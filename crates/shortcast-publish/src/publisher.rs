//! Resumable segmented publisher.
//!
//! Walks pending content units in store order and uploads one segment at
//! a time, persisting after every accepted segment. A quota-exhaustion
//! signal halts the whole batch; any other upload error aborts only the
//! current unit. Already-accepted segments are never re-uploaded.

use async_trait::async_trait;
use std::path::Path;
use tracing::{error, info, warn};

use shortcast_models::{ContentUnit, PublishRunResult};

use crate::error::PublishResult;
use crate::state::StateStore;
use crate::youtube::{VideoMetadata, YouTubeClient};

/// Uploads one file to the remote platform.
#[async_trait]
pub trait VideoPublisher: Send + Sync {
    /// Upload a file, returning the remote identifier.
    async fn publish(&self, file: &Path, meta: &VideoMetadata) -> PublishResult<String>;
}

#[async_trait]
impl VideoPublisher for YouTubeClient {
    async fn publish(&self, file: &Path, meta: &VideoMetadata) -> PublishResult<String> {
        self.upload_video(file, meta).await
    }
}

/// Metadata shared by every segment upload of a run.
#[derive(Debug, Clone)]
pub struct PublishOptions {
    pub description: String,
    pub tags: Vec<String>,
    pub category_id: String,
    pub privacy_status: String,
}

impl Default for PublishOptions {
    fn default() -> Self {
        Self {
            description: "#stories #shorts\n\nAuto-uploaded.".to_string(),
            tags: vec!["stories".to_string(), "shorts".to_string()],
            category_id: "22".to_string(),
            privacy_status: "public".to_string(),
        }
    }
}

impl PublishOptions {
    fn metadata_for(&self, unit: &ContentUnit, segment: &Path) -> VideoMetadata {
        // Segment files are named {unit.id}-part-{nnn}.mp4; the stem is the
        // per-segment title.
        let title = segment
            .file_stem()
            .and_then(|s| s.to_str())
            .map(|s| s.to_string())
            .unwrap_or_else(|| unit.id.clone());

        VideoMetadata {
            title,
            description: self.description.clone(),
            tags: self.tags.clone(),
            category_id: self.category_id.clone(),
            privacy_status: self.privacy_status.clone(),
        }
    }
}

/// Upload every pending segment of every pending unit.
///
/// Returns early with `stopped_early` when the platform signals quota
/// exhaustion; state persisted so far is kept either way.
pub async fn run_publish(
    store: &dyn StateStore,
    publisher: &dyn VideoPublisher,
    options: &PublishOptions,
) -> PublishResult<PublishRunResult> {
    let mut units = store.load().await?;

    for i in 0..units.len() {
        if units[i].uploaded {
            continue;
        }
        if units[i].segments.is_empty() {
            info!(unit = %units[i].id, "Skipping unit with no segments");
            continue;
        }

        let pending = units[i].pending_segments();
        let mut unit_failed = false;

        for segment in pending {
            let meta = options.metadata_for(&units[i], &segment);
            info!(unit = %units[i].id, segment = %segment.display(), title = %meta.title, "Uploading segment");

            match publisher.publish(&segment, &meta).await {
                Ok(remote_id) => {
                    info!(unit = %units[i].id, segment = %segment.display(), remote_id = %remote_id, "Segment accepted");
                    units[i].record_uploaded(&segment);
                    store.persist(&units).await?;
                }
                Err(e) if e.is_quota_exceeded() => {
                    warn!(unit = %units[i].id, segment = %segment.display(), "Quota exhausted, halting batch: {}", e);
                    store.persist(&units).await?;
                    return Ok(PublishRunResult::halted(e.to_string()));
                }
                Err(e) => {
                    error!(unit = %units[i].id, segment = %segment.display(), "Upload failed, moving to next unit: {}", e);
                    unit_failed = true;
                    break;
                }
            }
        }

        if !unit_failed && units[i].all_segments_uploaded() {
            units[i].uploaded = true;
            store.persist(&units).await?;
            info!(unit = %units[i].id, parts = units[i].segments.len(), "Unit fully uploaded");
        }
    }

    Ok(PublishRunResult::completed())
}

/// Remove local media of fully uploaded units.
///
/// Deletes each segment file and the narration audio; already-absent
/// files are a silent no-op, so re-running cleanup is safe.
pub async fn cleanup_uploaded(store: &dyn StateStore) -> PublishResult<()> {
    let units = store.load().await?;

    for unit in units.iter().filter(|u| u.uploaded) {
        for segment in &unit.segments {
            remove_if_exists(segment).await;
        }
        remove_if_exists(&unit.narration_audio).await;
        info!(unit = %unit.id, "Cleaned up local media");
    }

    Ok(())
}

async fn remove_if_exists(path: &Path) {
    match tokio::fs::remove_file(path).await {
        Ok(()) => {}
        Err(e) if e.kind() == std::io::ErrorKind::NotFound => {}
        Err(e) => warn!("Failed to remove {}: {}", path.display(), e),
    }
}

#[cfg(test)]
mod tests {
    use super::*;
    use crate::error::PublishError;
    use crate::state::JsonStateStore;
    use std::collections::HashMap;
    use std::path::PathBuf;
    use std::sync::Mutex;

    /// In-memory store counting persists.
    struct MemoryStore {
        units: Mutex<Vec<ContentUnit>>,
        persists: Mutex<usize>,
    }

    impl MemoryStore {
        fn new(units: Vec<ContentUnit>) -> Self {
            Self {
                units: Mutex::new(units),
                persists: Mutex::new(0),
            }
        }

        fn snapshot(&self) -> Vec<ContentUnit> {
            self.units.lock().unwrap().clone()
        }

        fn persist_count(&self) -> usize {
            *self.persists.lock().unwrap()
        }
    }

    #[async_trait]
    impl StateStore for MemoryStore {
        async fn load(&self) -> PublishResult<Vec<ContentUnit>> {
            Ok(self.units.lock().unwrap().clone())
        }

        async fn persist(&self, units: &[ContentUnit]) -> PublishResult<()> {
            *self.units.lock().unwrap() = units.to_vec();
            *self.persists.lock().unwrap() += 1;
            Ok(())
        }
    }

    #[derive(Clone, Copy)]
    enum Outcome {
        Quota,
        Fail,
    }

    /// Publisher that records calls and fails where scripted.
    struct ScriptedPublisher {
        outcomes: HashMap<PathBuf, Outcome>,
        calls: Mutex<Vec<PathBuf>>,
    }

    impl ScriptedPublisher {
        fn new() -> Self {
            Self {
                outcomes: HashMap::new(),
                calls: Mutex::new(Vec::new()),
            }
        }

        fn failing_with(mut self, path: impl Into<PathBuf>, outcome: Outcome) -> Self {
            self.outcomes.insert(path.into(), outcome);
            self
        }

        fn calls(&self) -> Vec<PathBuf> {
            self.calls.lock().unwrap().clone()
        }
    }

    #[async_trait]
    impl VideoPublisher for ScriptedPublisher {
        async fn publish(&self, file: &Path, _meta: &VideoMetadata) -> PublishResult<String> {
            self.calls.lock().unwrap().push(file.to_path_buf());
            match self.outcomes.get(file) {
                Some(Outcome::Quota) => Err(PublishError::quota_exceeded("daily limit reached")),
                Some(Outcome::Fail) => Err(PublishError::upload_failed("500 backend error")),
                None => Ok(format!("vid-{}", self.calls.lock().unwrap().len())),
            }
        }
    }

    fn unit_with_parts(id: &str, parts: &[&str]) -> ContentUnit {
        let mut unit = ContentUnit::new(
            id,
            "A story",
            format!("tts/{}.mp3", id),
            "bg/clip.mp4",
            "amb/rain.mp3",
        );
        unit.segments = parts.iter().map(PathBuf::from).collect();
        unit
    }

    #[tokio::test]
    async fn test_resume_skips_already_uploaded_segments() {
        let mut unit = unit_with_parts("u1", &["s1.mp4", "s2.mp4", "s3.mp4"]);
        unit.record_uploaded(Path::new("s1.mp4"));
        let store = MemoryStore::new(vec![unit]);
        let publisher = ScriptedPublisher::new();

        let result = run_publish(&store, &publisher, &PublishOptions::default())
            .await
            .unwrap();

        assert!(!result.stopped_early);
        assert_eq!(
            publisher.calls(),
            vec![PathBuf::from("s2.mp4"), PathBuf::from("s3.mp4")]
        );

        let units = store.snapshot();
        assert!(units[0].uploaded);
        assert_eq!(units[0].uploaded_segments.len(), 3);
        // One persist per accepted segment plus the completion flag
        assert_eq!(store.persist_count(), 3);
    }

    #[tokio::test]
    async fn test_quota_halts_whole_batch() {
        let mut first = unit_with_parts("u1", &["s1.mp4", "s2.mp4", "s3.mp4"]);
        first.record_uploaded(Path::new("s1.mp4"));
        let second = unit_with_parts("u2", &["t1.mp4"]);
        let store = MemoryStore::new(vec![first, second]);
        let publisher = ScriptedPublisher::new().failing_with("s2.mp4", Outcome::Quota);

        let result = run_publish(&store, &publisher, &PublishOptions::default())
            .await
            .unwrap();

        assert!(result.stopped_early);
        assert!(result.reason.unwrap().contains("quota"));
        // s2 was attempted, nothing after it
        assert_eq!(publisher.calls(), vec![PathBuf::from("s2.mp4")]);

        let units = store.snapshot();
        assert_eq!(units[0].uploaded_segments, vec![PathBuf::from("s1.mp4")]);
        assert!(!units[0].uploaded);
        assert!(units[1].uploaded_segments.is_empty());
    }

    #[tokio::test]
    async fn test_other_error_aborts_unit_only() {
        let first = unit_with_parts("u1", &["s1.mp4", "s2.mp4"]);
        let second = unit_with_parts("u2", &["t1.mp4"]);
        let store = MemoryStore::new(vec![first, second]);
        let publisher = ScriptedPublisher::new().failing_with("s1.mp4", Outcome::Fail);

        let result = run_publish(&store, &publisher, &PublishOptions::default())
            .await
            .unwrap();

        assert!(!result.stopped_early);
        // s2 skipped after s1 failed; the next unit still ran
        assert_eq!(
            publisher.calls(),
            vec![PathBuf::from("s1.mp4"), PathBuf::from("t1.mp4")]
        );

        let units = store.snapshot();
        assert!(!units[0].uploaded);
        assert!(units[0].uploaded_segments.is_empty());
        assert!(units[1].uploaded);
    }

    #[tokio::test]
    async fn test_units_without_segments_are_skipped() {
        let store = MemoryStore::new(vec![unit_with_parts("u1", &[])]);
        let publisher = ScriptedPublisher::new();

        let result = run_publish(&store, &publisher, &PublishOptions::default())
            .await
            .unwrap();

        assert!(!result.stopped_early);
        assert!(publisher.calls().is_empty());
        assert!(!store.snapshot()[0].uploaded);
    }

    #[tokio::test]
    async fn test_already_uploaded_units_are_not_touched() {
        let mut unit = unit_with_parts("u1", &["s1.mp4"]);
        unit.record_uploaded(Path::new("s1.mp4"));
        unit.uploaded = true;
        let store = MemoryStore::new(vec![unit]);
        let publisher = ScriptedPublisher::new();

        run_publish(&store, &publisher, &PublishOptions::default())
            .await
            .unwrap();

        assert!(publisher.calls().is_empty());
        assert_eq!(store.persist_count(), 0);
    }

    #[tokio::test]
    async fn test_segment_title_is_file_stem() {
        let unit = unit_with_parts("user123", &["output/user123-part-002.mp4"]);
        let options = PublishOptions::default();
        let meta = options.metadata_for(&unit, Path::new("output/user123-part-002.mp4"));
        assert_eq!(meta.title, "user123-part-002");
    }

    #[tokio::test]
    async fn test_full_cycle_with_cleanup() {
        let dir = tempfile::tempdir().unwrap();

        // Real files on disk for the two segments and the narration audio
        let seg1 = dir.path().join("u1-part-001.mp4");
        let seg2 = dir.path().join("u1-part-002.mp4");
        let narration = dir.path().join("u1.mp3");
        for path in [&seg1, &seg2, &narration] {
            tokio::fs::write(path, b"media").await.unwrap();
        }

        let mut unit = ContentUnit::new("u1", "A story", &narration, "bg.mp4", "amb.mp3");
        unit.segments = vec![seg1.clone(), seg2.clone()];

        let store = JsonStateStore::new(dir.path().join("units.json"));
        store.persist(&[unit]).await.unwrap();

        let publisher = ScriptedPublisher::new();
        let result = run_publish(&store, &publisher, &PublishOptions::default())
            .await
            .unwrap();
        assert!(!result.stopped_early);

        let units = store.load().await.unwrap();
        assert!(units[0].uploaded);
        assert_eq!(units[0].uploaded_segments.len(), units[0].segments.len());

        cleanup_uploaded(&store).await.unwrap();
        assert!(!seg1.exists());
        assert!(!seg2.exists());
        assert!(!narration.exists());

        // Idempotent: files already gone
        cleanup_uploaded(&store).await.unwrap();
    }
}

_Assigned task_.
Set down, exactly as they appear above, all lines from the one that has "units[i].record_uploaded(&segment);" down to the one that has "Err(e) if e.is_quota_exceeded()", including those two and no others.

_Solution_.
                    units[i].record_uploaded(&segment);
                    store.persist(&units).await?;
                }
                Err(e) if e.is_quota_exceeded() => {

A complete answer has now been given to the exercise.